The Arini tribe of the neotropical parrots is a monophyletic clade of macaws and parakeets (commonly called conures in aviculture) characterized by colorful plumage and long, tapering tails. They occur throughout Mexico, Central America, and South America, the Caribbean and the southern United States. One genus and several species are extinct; another genus is extinct in the wild. Two species are known only through subfossil remains. About a dozen hypothetical extinct species (see Extinct Caribbean macaws) have been described, native to the Caribbean area.
Among the Arini are some of the rarest birds in the world, such as Spix's macaw, which is extinct in the wild – fewer than 100 specimens survive in captivity. It also contains the largest flighted parrot in the world, the hyacinth macaw. Some species, such as the blue-and-yellow macaw and sun conure are popular pet parrots.

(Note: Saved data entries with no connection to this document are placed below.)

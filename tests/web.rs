#![cfg(target_arch = "wasm32")]

use wasm_bindgen::JsCast;
use wasm_bindgen_test::*;

wasm_bindgen_test_configure!(run_in_browser);

fn append(document: &web_sys::Document, tag: &str, id: Option<&str>) -> web_sys::Element {
    let el = document.create_element(tag).unwrap();
    if let Some(id) = id {
        el.set_id(id);
    }
    document.body().unwrap().append_child(&el).unwrap();
    el
}

#[wasm_bindgen_test]
fn page_chrome_works_without_a_canvas() {
    let document = web_sys::window().unwrap().document().unwrap();
    let toggle = append(&document, "button", None);
    toggle.set_class_name("nav__toggle");
    let links = append(&document, "ul", Some("navLinks"));
    let year = append(&document, "span", Some("year"));

    knot_web::start().unwrap();

    assert_eq!(toggle.get_attribute("aria-expanded").as_deref(), Some("false"));
    assert_eq!(links.get_attribute("data-open").as_deref(), Some("false"));
    let this_year = js_sys::Date::new_0().get_full_year().to_string();
    assert_eq!(year.text_content().as_deref(), Some(this_year.as_str()));

    let button = toggle.dyn_ref::<web_sys::HtmlElement>().unwrap();
    button.click();
    assert_eq!(toggle.get_attribute("aria-expanded").as_deref(), Some("true"));
    assert_eq!(links.get_attribute("data-open").as_deref(), Some("true"));
    button.click();
    assert_eq!(toggle.get_attribute("aria-expanded").as_deref(), Some("false"));
}

#[wasm_bindgen_test]
fn teardown_is_idempotent() {
    knot_web::teardown();
    knot_web::teardown();
}
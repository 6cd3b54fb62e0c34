use super::SceneWiring;
use crate::dom;
use web_sys as web;

pub(super) fn wire(w: &SceneWiring) {
    let Some(window) = web::window() else {
        return;
    };

    let wr = w.clone();
    dom::add_listener(&window, "resize", false, move |_: web::Event| {
        let Some(viewport) = dom::viewport() else {
            return;
        };
        wr.update(|c| c.resize(viewport));
    });

    let ws = w.clone();
    dom::add_listener(&window, "scroll", true, move |_: web::Event| {
        let y = dom::scroll_y();
        ws.update(|c| c.scroll(y));
    });
}
use crate::constants::*;

/// Runtime-tunable motion parameters.
///
/// `Default` reproduces the stock look exactly; every field maps to one of
/// the constants in [`crate::constants`].
#[derive(Clone, Debug, PartialEq)]
pub struct MotionParams {
    pub speed: f32,
    pub knot_spin_x: f32,
    pub knot_spin_y: f32,
    pub star_spin: f32,
    pub wobble_freq: f32,
    pub wobble_amplitude: f32,
    /// Fraction of the orientation gap still open after one second.
    pub smoothing_decay: f32,
    pub float_freq: f32,
    pub float_amplitude: f32,
    pub float_phase_step: f32,
    pub yaw_gain: f32,
    pub pitch_gain: f32,
    pub scroll: ScrollParams,
}

impl Default for MotionParams {
    fn default() -> Self {
        Self {
            speed: MOTION_SPEED,
            knot_spin_x: KNOT_SPIN_RATE_X,
            knot_spin_y: KNOT_SPIN_RATE_Y,
            star_spin: STAR_SPIN_RATE,
            wobble_freq: WOBBLE_FREQ,
            wobble_amplitude: WOBBLE_AMPLITUDE,
            smoothing_decay: SMOOTHING_DECAY,
            float_freq: FLOAT_FREQ,
            float_amplitude: FLOAT_AMPLITUDE,
            float_phase_step: FLOAT_PHASE_STEP,
            yaw_gain: POINTER_YAW_GAIN,
            pitch_gain: POINTER_PITCH_GAIN,
            scroll: ScrollParams::default(),
        }
    }
}

#[derive(Clone, Debug, PartialEq)]
pub struct ScrollParams {
    pub range_px: f32,
    pub progress_max: f32,
    pub yaw_gain: f32,
    pub pitch_base: f32,
    pub pitch_gain: f32,
    pub camera_z_base: f32,
    pub camera_z_gain: f32,
}

impl Default for ScrollParams {
    fn default() -> Self {
        Self {
            range_px: SCROLL_RANGE_PX,
            progress_max: SCROLL_PROGRESS_MAX,
            yaw_gain: SCROLL_YAW_GAIN,
            pitch_base: SCROLL_PITCH_BASE,
            pitch_gain: SCROLL_PITCH_GAIN,
            camera_z_base: CAMERA_POSITION[2],
            camera_z_gain: SCROLL_CAMERA_Z_GAIN,
        }
    }
}

/// User preference for non-essential animation.
#[derive(Clone, Copy, Debug, Default, PartialEq, Eq)]
pub enum MotionPreference {
    #[default]
    Full,
    Reduced,
}

impl MotionPreference {
    /// Multiplier applied to every continuous motion term.
    #[inline]
    pub fn scale(self) -> f32 {
        match self {
            MotionPreference::Full => 1.0,
            MotionPreference::Reduced => 0.0,
        }
    }

    #[inline]
    pub fn is_reduced(self) -> bool {
        self == MotionPreference::Reduced
    }
}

Molecular studies have dated the divergence of the Arini tribe from the ancestral neotropical parrots to late in the Paleogene period about 30–35 million years ago.

==Taxonomy==
The Arini are one of three recognized clades in subfamily Arinae of neotropical parrots in the family Psittacidae of Afrotropical and neotropical parrots, one of three families of true parrots.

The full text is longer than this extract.